(Stored entries)
########################################

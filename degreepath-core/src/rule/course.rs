//! The leaf rule: "the student took this specific course" (§4.1).

use rust_decimal::Decimal;
use serde::{Deserialize, Serialize};

use crate::clause::{Clause, Operator};
use crate::context::RequirementContext;
use crate::error::DegreepathError;
use crate::result::{done_rank, empty_rank, CourseRuleResult, ResultStatus, RuleResult};
use crate::rule::RulePath;
use crate::value::{ClauseValue, CourseInstance, CourseType};

#[derive(Clone, PartialEq, Debug, Serialize, Deserialize)]
pub struct CourseRule {
    pub path: RulePath,
    /// "SUBJ 101"-style shorthand, or the transfer-credit course name when
    /// `course_type` names a non-regular institution.
    pub course: String,
    #[serde(default)]
    pub course_type: Option<CourseType>,
    #[serde(default)]
    pub allow_claimed: bool,
    #[serde(default)]
    pub grade: Option<Decimal>,
}

fn single_course_status(course: &CourseInstance) -> ResultStatus {
    if !course.is_in_progress {
        ResultStatus::Done
    } else if course.is_in_progress_in_future {
        ResultStatus::PendingRegistered
    } else if course.is_in_progress_this_term || course.is_incomplete {
        ResultStatus::PendingCurrent
    } else {
        ResultStatus::Done
    }
}

fn empty_result(rule: &CourseRule) -> RuleResult {
    RuleResult::Course(CourseRuleResult {
        path: rule.path.clone(),
        status: ResultStatus::Empty,
        rank: empty_rank(),
        course: rule.course.clone(),
        claim: None,
    })
}

pub fn audit(rule: &CourseRule, ctx: &mut RequirementContext) -> Result<RuleResult, DegreepathError> {
    if ctx.get_waive_exception(&rule.path) {
        return Ok(RuleResult::Course(CourseRuleResult {
            path: rule.path.clone(),
            status: ResultStatus::Waived,
            rank: done_rank(),
            course: rule.course.clone(),
            claim: None,
        }));
    }

    let forced = ctx.forced_course_by_clbid(&rule.path)?.cloned();

    let candidate = match forced {
        Some(course) => Some(course),
        None => {
            let matches: Vec<CourseInstance> = match rule.course_type {
                Some(course_type) if course_type != CourseType::Regular => ctx
                    .find_other_courses(&rule.course, course_type)
                    .into_iter()
                    .cloned()
                    .collect(),
                _ => ctx.find_course(&rule.course).into_iter().cloned().collect(),
            };

            matches
                .into_iter()
                .find(|c| rule.grade.map_or(true, |min| c.grade_points >= min))
        }
    };

    let candidate = match candidate {
        Some(c) => c,
        None => return Ok(empty_result(rule)),
    };

    let clause = Clause::single("course", Operator::EqualTo, ClauseValue::Str(candidate.course.clone()));
    let attempt = ctx.make_claim(&candidate, &rule.path, clause, rule.allow_claimed);

    if !attempt.ok() {
        return Ok(RuleResult::Course(CourseRuleResult {
            path: rule.path.clone(),
            status: ResultStatus::NeedsMoreItems,
            rank: empty_rank(),
            course: rule.course.clone(),
            claim: None,
        }));
    }

    let status = single_course_status(&candidate);
    Ok(RuleResult::Course(CourseRuleResult {
        path: rule.path.clone(),
        status,
        rank: if status.is_passing() { done_rank() } else { empty_rank() },
        course: rule.course.clone(),
        claim: Some(attempt.claim),
    }))
}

########################################

## EXERCISE BRIEF
Return each line from the records that includes the word "crate".

## RESPONSE TO THIS EXERCISE
use crate::clause::{Clause, Operator};
use crate::context::RequirementContext;
use crate::error::DegreepathError;
use crate::result::{done_rank, empty_rank, CourseRuleResult, ResultStatus, RuleResult};
use crate::rule::RulePath;
use crate::value::{ClauseValue, CourseInstance, CourseType};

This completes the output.